» **RECORDS FOR THE TASK**
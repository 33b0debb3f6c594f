//! Integration test: containers and owned values living in an arena.
//!
//! Exercises the adaptor through `allocator_api2` collections, checks
//! that capacity errors leave the arena untouched, and moves boxed values
//! between threads.

use std::thread;

use allocator_api2::boxed::Box as ApiBox;
use allocator_api2::vec::Vec as ApiVec;
use crossbeam_channel::unbounded;
use shoal_alloc::{allocate_unique, make_arena_vec, ArenaBox, ShortAlloc};
use shoal_arena::{Arena, ArenaConfig, ArenaError, LocalArena};
use shoal_test_utils::DropCounter;

#[test]
fn vec_of_strings_round_trip() {
    let arena = Arena::with_capacity(16 * 1024).unwrap();
    {
        let mut names = make_arena_vec::<String, _>(&arena);
        for i in 0..50 {
            names.push(format!("fish-{i}"));
        }
        names.retain(|n| n.ends_with('0'));
        assert_eq!(names.len(), 5);
        assert_eq!(names[2], "fish-20");
        assert!(arena.validate());
    }
    assert_eq!(arena.used(), 0);
}

#[test]
fn vec_growth_reuses_released_buffers() {
    let arena = Arena::with_capacity(16 * 1024).unwrap();
    let mut v: ApiVec<u64, _> = ApiVec::new_in(ShortAlloc::<u64>::new(&arena));
    for i in 0..512u64 {
        v.push(i);
    }
    // Growth releases each old buffer, so only one block is live.
    assert_eq!(arena.live_allocations(), 1);
    v.shrink_to_fit();
    assert_eq!(v.iter().copied().max(), Some(511));
    drop(v);
    assert_eq!(arena.block_count(), 1);
}

#[test]
fn vec_push_fails_cleanly_when_arena_is_full() {
    let arena = Arena::with_capacity(256).unwrap();
    let mut v = make_arena_vec::<u8, _>(&arena);
    let grown = v.try_reserve(10_000);
    assert!(grown.is_err());
    assert!(v.is_empty());
    assert_eq!(arena.used(), 0);
}

#[test]
fn api_box_lives_in_arena() {
    let arena = Arena::with_capacity(1024).unwrap();
    let b = ApiBox::new_in([7u32; 16], ShortAlloc::<u32>::new(&arena));
    assert!(arena.owns(b.as_ptr().cast()));
    assert_eq!(b.iter().sum::<u32>(), 112);
    drop(b);
    assert_eq!(arena.used(), 0);
}

#[test]
fn typed_capacity_guard_leaves_arena_unchanged() {
    let arena = Arena::with_capacity(1024).unwrap();
    let alloc = ShortAlloc::<u64>::new(&arena);
    let before = arena.blocks();
    let err = alloc.allocate(1024 / 8 + 1).unwrap_err();
    assert!(matches!(err, ArenaError::CapacityExceeded { .. }));
    assert_eq!(arena.blocks(), before);
    assert_eq!(arena.used(), 0);
}

#[test]
fn boxes_share_arena_with_containers() {
    let arena = LocalArena::with_policy(ArenaConfig::new(4096)).unwrap();
    let counter = DropCounter::new();
    let alloc = ShortAlloc::new(&arena);

    let boxes: Vec<ArenaBox<'_, _, _>> = (0..10)
        .map(|i| allocate_unique(&alloc, counter.track(i)).unwrap())
        .collect();
    let mut numbers = make_arena_vec::<i32, _>(&arena);
    numbers.extend(boxes.iter().map(|b| b.value));
    assert_eq!(numbers.iter().sum::<i32>(), 45);

    drop(boxes);
    assert_eq!(counter.drops(), 10);
    drop(numbers);
    assert_eq!(arena.used(), 0);
    assert!(arena.validate());
}

#[test]
fn boxes_dropped_on_another_thread() {
    let arena = Arena::with_capacity(8 * 1024).unwrap();
    let counter = DropCounter::new();
    let (tx, rx) = unbounded();

    thread::scope(|s| {
        let alloc = ShortAlloc::new(&arena);
        for i in 0..32 {
            tx.send(allocate_unique(&alloc, counter.track(i)).unwrap())
                .unwrap();
        }
        drop(tx);
        s.spawn(move || {
            let total: i32 = rx.iter().map(|b| b.value).sum();
            assert_eq!(total, (0..32).sum::<i32>());
        });
    });

    assert_eq!(counter.drops(), 32);
    assert_eq!(arena.used(), 0);
}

» **EXERCISE OBJECTIVE**
Output an exact copy of each record.

» **WRITTEN SOLUTION**
repository 33b0debb3f6c594f
//! Integration test: containers and owned values living in an arena.
//!
//! Exercises the adaptor through `allocator_api2` collections, checks
//! that capacity errors leave the arena untouched, and moves boxed values
//! between threads.

use std::thread;

use allocator_api2::boxed::Box as ApiBox;
use allocator_api2::vec::Vec as ApiVec;
use crossbeam_channel::unbounded;
use shoal_alloc::{allocate_unique, make_arena_vec, ArenaBox, ShortAlloc};
use shoal_arena::{Arena, ArenaConfig, ArenaError, LocalArena};
use shoal_test_utils::DropCounter;

#[test]
fn vec_of_strings_round_trip() {
    let arena = Arena::with_capacity(16 * 1024).unwrap();
    {
        let mut names = make_arena_vec::<String, _>(&arena);
        for i in 0..50 {
            names.push(format!("fish-{i}"));
        }
        names.retain(|n| n.ends_with('0'));
        assert_eq!(names.len(), 5);
        assert_eq!(names[2], "fish-20");
        assert!(arena.validate());
    }
    assert_eq!(arena.used(), 0);
}

#[test]
fn vec_growth_reuses_released_buffers() {
    let arena = Arena::with_capacity(16 * 1024).unwrap();
    let mut v: ApiVec<u64, _> = ApiVec::new_in(ShortAlloc::<u64>::new(&arena));
    for i in 0..512u64 {
        v.push(i);
    }
    // Growth releases each old buffer, so only one block is live.
    assert_eq!(arena.live_allocations(), 1);
    v.shrink_to_fit();
    assert_eq!(v.iter().copied().max(), Some(511));
    drop(v);
    assert_eq!(arena.block_count(), 1);
}

#[test]
fn vec_push_fails_cleanly_when_arena_is_full() {
    let arena = Arena::with_capacity(256).unwrap();
    let mut v = make_arena_vec::<u8, _>(&arena);
    let grown = v.try_reserve(10_000);
    assert!(grown.is_err());
    assert!(v.is_empty());
    assert_eq!(arena.used(), 0);
}

#[test]
fn api_box_lives_in_arena() {
    let arena = Arena::with_capacity(1024).unwrap();
    let b = ApiBox::new_in([7u32; 16], ShortAlloc::<u32>::new(&arena));
    assert!(arena.owns(b.as_ptr().cast()));
    assert_eq!(b.iter().sum::<u32>(), 112);
    drop(b);
    assert_eq!(arena.used(), 0);
}

#[test]
fn typed_capacity_guard_leaves_arena_unchanged() {
    let arena = Arena::with_capacity(1024).unwrap();
    let alloc = ShortAlloc::<u64>::new(&arena);
    let before = arena.blocks();
    let err = alloc.allocate(1024 / 8 + 1).unwrap_err();
    assert!(matches!(err, ArenaError::CapacityExceeded { .. }));
    assert_eq!(arena.blocks(), before);
    assert_eq!(arena.used(), 0);
}

#[test]
fn boxes_share_arena_with_containers() {
    let arena = LocalArena::with_policy(ArenaConfig::new(4096)).unwrap();
    let counter = DropCounter::new();
    let alloc = ShortAlloc::new(&arena);

    let boxes: Vec<ArenaBox<'_, _, _>> = (0..10)
        .map(|i| allocate_unique(&alloc, counter.track(i)).unwrap())
        .collect();
    let mut numbers = make_arena_vec::<i32, _>(&arena);
    numbers.extend(boxes.iter().map(|b| b.value));
    assert_eq!(numbers.iter().sum::<i32>(), 45);

    drop(boxes);
    assert_eq!(counter.drops(), 10);
    drop(numbers);
    assert_eq!(arena.used(), 0);
    assert!(arena.validate());
}

#[test]
fn boxes_dropped_on_another_thread() {
    let arena = Arena::with_capacity(8 * 1024).unwrap();
    let counter = DropCounter::new();
    let (tx, rx) = unbounded();

    thread::scope(|s| {
        let alloc = ShortAlloc::new(&arena);
        for i in 0..32 {
            tx.send(allocate_unique(&alloc, counter.track(i)).unwrap())
                .unwrap();
        }
        drop(tx);
        s.spawn(move || {
            let total: i32 = rx.iter().map(|b| b.value).sum();
            assert_eq!(total, (0..32).sum::<i32>());
        });
    });

    assert_eq!(counter.drops(), 32);
    assert_eq!(arena.used(), 0);
}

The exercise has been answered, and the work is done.